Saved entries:
//! Snapshot model: one versioned, content-addressed import unit.

use std::io::{Read, Write};

use chrono::{DateTime, Utc};
use flate2::read::GzDecoder;
use flate2::write::GzEncoder;
use flate2::Compression;

use crate::core::hash::source_digest;
use crate::error::{HistoryError, Result};
use crate::source::ProjectExport;

/// Stable identity of the entity a sequence of snapshots describes,
/// formatted as `type://name` with the type lowercased.
#[derive(Debug, Clone, PartialEq, Eq, Hash)]
pub struct TargetKey(String);

impl TargetKey {
    /// Derive the key from a target type and name.
    pub fn derive(target_type: &str, target_name: &str) -> Self {
        Self(format!(
            "{}://{}",
            target_type.to_lowercase(),
            target_name
        ))
    }

    /// Parse an explicit key string, validating its shape.
    pub fn parse(key: &str) -> Result<Self> {
        match key.split_once("://") {
            Some((kind, name)) if !kind.is_empty() && !name.is_empty() => {
                Ok(Self(format!("{}://{}", kind.to_lowercase(), name)))
            }
            _ => Err(HistoryError::Validation(format!(
                "malformed target key '{}': expected 'type://name'",
                key
            ))),
        }
    }

    pub fn as_str(&self) -> &str {
        &self.0
    }

    /// The `type` component.
    pub fn target_type(&self) -> &str {
        self.0.split_once("://").map(|(t, _)| t).unwrap_or("")
    }

    /// The `name` component.
    pub fn target_name(&self) -> &str {
        self.0.split_once("://").map(|(_, n)| n).unwrap_or("")
    }
}

impl std::fmt::Display for TargetKey {
    fn fmt(&self, f: &mut std::fmt::Formatter<'_>) -> std::fmt::Result {
        f.write_str(&self.0)
    }
}

/// One versioned import of a source export.
///
/// Built in memory by [`Snapshot::create`]; identity (`snapshot_id`,
/// `imported_at`) is assigned when the store inserts it, and the row is
/// immutable thereafter. The compressed bytes never change after `create`,
/// so [`Snapshot::get_source`] is safe under concurrent calls.
#[derive(Debug, Clone)]
pub struct Snapshot {
    snapshot_id: Option<i64>,
    target_key: TargetKey,
    target_type: String,
    target_name: String,
    is_partial: bool,
    schema_revision: String,
    software_revision: String,
    exported_at: DateTime<Utc>,
    imported_at: Option<DateTime<Utc>>,
    imported_by: String,
    imported_host: String,
    source_hash: Vec<u8>,
    source_data: Vec<u8>,
}

impl Snapshot {
    /// Build a snapshot from a parsed export.
    ///
    /// Fails with a validation error if the export lacks a resolvable target
    /// type or name. The whole-source hash is computed over the canonical
    /// serialization BEFORE compression; `source_data` is the gzip of those
    /// same bytes.
    pub fn create(export: &ProjectExport, target_key: Option<TargetKey>) -> Result<Snapshot> {
        if export.target_type.trim().is_empty() {
            return Err(HistoryError::Validation(
                "parsed export has no target type".into(),
            ));
        }
        if export.target_name.trim().is_empty() {
            return Err(HistoryError::Validation(
                "parsed export has no target name".into(),
            ));
        }

        let target_key = match target_key {
            Some(key) => key,
            None => TargetKey::derive(&export.target_type, &export.target_name),
        };

        let canonical = export.to_canonical_bytes()?;
        let source_hash = source_digest(&canonical);

        let mut encoder = GzEncoder::new(Vec::new(), Compression::default());
        encoder.write_all(&canonical)?;
        let source_data = encoder.finish()?;

        Ok(Snapshot {
            snapshot_id: None,
            target_key,
            target_type: export.target_type.clone(),
            target_name: export.target_name.clone(),
            is_partial: export.is_partial,
            schema_revision: export.schema_revision.clone(),
            software_revision: export.software_revision.clone(),
            exported_at: export.exported_at,
            imported_at: None,
            imported_by: default_actor(),
            imported_host: default_host(),
            source_data,
            source_hash,
        })
    }

    /// Override the recorded import actor and host.
    pub fn with_importer(mut self, actor: impl Into<String>, host: impl Into<String>) -> Self {
        self.imported_by = actor.into();
        self.imported_host = host.into();
        self
    }

    /// Decompress and reparse the stored source.
    ///
    /// Idempotent and side-effect free: every call decompresses the
    /// immutable `source_data` afresh and returns an independent document.
    pub fn get_source(&self) -> Result<ProjectExport> {
        let mut decoder = GzDecoder::new(self.source_data.as_slice());
        let mut canonical = Vec::new();
        decoder
            .read_to_end(&mut canonical)
            .map_err(|e| HistoryError::Source(format!("decompression failed: {}", e)))?;
        ProjectExport::from_canonical_bytes(&canonical)
    }

    // ===== Accessors =====

    /// Store-assigned identity; `None` until inserted.
    pub fn snapshot_id(&self) -> Option<i64> {
        self.snapshot_id
    }

    pub fn target_key(&self) -> &TargetKey {
        &self.target_key
    }

    pub fn target_type(&self) -> &str {
        &self.target_type
    }

    pub fn target_name(&self) -> &str {
        &self.target_name
    }

    pub fn is_partial(&self) -> bool {
        self.is_partial
    }

    pub fn schema_revision(&self) -> &str {
        &self.schema_revision
    }

    pub fn software_revision(&self) -> &str {
        &self.software_revision
    }

    pub fn exported_at(&self) -> DateTime<Utc> {
        self.exported_at
    }

    /// When the store imported this snapshot; `None` until inserted.
    pub fn imported_at(&self) -> Option<DateTime<Utc>> {
        self.imported_at
    }

    pub fn imported_by(&self) -> &str {
        &self.imported_by
    }

    pub fn imported_host(&self) -> &str {
        &self.imported_host
    }

    /// SHA-256 over the canonical source bytes, pre-compression.
    pub fn source_hash(&self) -> &[u8] {
        &self.source_hash
    }

    /// Gzip-compressed canonical source bytes.
    pub fn source_data(&self) -> &[u8] {
        &self.source_data
    }

    /// Attach store-assigned identity after insert.
    pub(crate) fn assign_identity(&mut self, snapshot_id: i64, imported_at: DateTime<Utc>) {
        self.snapshot_id = Some(snapshot_id);
        self.imported_at = Some(imported_at);
    }

    /// Rehydrate a snapshot from stored columns.
    #[allow(clippy::too_many_arguments)]
    pub(crate) fn from_stored(
        snapshot_id: i64,
        target_key: TargetKey,
        target_type: String,
        target_name: String,
        is_partial: bool,
        schema_revision: String,
        software_revision: String,
        exported_at: DateTime<Utc>,
        imported_at: DateTime<Utc>,
        imported_by: String,
        imported_host: String,
        source_hash: Vec<u8>,
        source_data: Vec<u8>,
    ) -> Self {
        Snapshot {
            snapshot_id: Some(snapshot_id),
            target_key,
            target_type,
            target_name,
            is_partial,
            schema_revision,
            software_revision,
            exported_at,
            imported_at: Some(imported_at),
            imported_by,
            imported_host,
            source_hash,
            source_data,
        }
    }
}

fn default_actor() -> String {
    std::env::var("USER")
        .or_else(|_| std::env::var("USERNAME"))
        .unwrap_or_else(|_| "unknown".into())
}

fn default_host() -> String {
    std::env::var("HOSTNAME").unwrap_or_else(|_| "localhost".into())
}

## What is required
A complete and exact reproduction of the data is needed.

## Output
//! Snapshot model: one versioned, content-addressed import unit.

use std::io::{Read, Write};

use chrono::{DateTime, Utc};
use flate2::read::GzDecoder;
use flate2::write::GzEncoder;
use flate2::Compression;

use crate::core::hash::source_digest;
use crate::error::{HistoryError, Result};
use crate::source::ProjectExport;

/// Stable identity of the entity a sequence of snapshots describes,
/// formatted as `type://name` with the type lowercased.
#[derive(Debug, Clone, PartialEq, Eq, Hash)]
pub struct TargetKey(String);

impl TargetKey {
    /// Derive the key from a target type and name.
    pub fn derive(target_type: &str, target_name: &str) -> Self {
        Self(format!(
            "{}://{}",
            target_type.to_lowercase(),
            target_name
        ))
    }

    /// Parse an explicit key string, validating its shape.
    pub fn parse(key: &str) -> Result<Self> {
        match key.split_once("://") {
            Some((kind, name)) if !kind.is_empty() && !name.is_empty() => {
                Ok(Self(format!("{}://{}", kind.to_lowercase(), name)))
            }
            _ => Err(HistoryError::Validation(format!(
                "malformed target key '{}': expected 'type://name'",
                key
            ))),
        }
    }

    pub fn as_str(&self) -> &str {
        &self.0
    }

    /// The `type` component.
    pub fn target_type(&self) -> &str {
        self.0.split_once("://").map(|(t, _)| t).unwrap_or("")
    }

    /// The `name` component.
    pub fn target_name(&self) -> &str {
        self.0.split_once("://").map(|(_, n)| n).unwrap_or("")
    }
}

impl std::fmt::Display for TargetKey {
    fn fmt(&self, f: &mut std::fmt::Formatter<'_>) -> std::fmt::Result {
        f.write_str(&self.0)
    }
}

/// One versioned import of a source export.
///
/// Built in memory by [`Snapshot::create`]; identity (`snapshot_id`,
/// `imported_at`) is assigned when the store inserts it, and the row is
/// immutable thereafter. The compressed bytes never change after `create`,
/// so [`Snapshot::get_source`] is safe under concurrent calls.
#[derive(Debug, Clone)]
pub struct Snapshot {
    snapshot_id: Option<i64>,
    target_key: TargetKey,
    target_type: String,
    target_name: String,
    is_partial: bool,
    schema_revision: String,
    software_revision: String,
    exported_at: DateTime<Utc>,
    imported_at: Option<DateTime<Utc>>,
    imported_by: String,
    imported_host: String,
    source_hash: Vec<u8>,
    source_data: Vec<u8>,
}

impl Snapshot {
    /// Build a snapshot from a parsed export.
    ///
    /// Fails with a validation error if the export lacks a resolvable target
    /// type or name. The whole-source hash is computed over the canonical
    /// serialization BEFORE compression; `source_data` is the gzip of those
    /// same bytes.
    pub fn create(export: &ProjectExport, target_key: Option<TargetKey>) -> Result<Snapshot> {
        if export.target_type.trim().is_empty() {
            return Err(HistoryError::Validation(
                "parsed export has no target type".into(),
            ));
        }
        if export.target_name.trim().is_empty() {
            return Err(HistoryError::Validation(
                "parsed export has no target name".into(),
            ));
        }

        let target_key = match target_key {
            Some(key) => key,
            None => TargetKey::derive(&export.target_type, &export.target_name),
        };

        let canonical = export.to_canonical_bytes()?;
        let source_hash = source_digest(&canonical);

        let mut encoder = GzEncoder::new(Vec::new(), Compression::default());
        encoder.write_all(&canonical)?;
        let source_data = encoder.finish()?;

        Ok(Snapshot {
            snapshot_id: None,
            target_key,
            target_type: export.target_type.clone(),
            target_name: export.target_name.clone(),
            is_partial: export.is_partial,
            schema_revision: export.schema_revision.clone(),
            software_revision: export.software_revision.clone(),
            exported_at: export.exported_at,
            imported_at: None,
            imported_by: default_actor(),
            imported_host: default_host(),
            source_data,
            source_hash,
        })
    }

    /// Override the recorded import actor and host.
    pub fn with_importer(mut self, actor: impl Into<String>, host: impl Into<String>) -> Self {
        self.imported_by = actor.into();
        self.imported_host = host.into();
        self
    }

    /// Decompress and reparse the stored source.
    ///
    /// Idempotent and side-effect free: every call decompresses the
    /// immutable `source_data` afresh and returns an independent document.
    pub fn get_source(&self) -> Result<ProjectExport> {
        let mut decoder = GzDecoder::new(self.source_data.as_slice());
        let mut canonical = Vec::new();
        decoder
            .read_to_end(&mut canonical)
            .map_err(|e| HistoryError::Source(format!("decompression failed: {}", e)))?;
        ProjectExport::from_canonical_bytes(&canonical)
    }

    // ===== Accessors =====

    /// Store-assigned identity; `None` until inserted.
    pub fn snapshot_id(&self) -> Option<i64> {
        self.snapshot_id
    }

    pub fn target_key(&self) -> &TargetKey {
        &self.target_key
    }

    pub fn target_type(&self) -> &str {
        &self.target_type
    }

    pub fn target_name(&self) -> &str {
        &self.target_name
    }

    pub fn is_partial(&self) -> bool {
        self.is_partial
    }

    pub fn schema_revision(&self) -> &str {
        &self.schema_revision
    }

    pub fn software_revision(&self) -> &str {
        &self.software_revision
    }

    pub fn exported_at(&self) -> DateTime<Utc> {
        self.exported_at
    }

    /// When the store imported this snapshot; `None` until inserted.
    pub fn imported_at(&self) -> Option<DateTime<Utc>> {
        self.imported_at
    }

    pub fn imported_by(&self) -> &str {
        &self.imported_by
    }

    pub fn imported_host(&self) -> &str {
        &self.imported_host
    }

    /// SHA-256 over the canonical source bytes, pre-compression.
    pub fn source_hash(&self) -> &[u8] {
        &self.source_hash
    }

    /// Gzip-compressed canonical source bytes.
    pub fn source_data(&self) -> &[u8] {
        &self.source_data
    }

    /// Attach store-assigned identity after insert.
    pub(crate) fn assign_identity(&mut self, snapshot_id: i64, imported_at: DateTime<Utc>) {
        self.snapshot_id = Some(snapshot_id);
        self.imported_at = Some(imported_at);
    }

    /// Rehydrate a snapshot from stored columns.
    #[allow(clippy::too_many_arguments)]
    pub(crate) fn from_stored(
        snapshot_id: i64,
        target_key: TargetKey,
        target_type: String,
        target_name: String,
        is_partial: bool,
        schema_revision: String,
        software_revision: String,
        exported_at: DateTime<Utc>,
        imported_at: DateTime<Utc>,
        imported_by: String,
        imported_host: String,
        source_hash: Vec<u8>,
        source_data: Vec<u8>,
    ) -> Self {
        Snapshot {
            snapshot_id: Some(snapshot_id),
            target_key,
            target_type,
            target_name,
            is_partial,
            schema_revision,
            software_revision,
            exported_at,
            imported_at: Some(imported_at),
            imported_by,
            imported_host,
            source_hash,
            source_data,
        }
    }
}

fn default_actor() -> String {
    std::env::var("USER")
        .or_else(|_| std::env::var("USERNAME"))
        .unwrap_or_else(|_| "unknown".into())
}

fn default_host() -> String {
    std::env::var("HOSTNAME").unwrap_or_else(|_| "localhost".into())
}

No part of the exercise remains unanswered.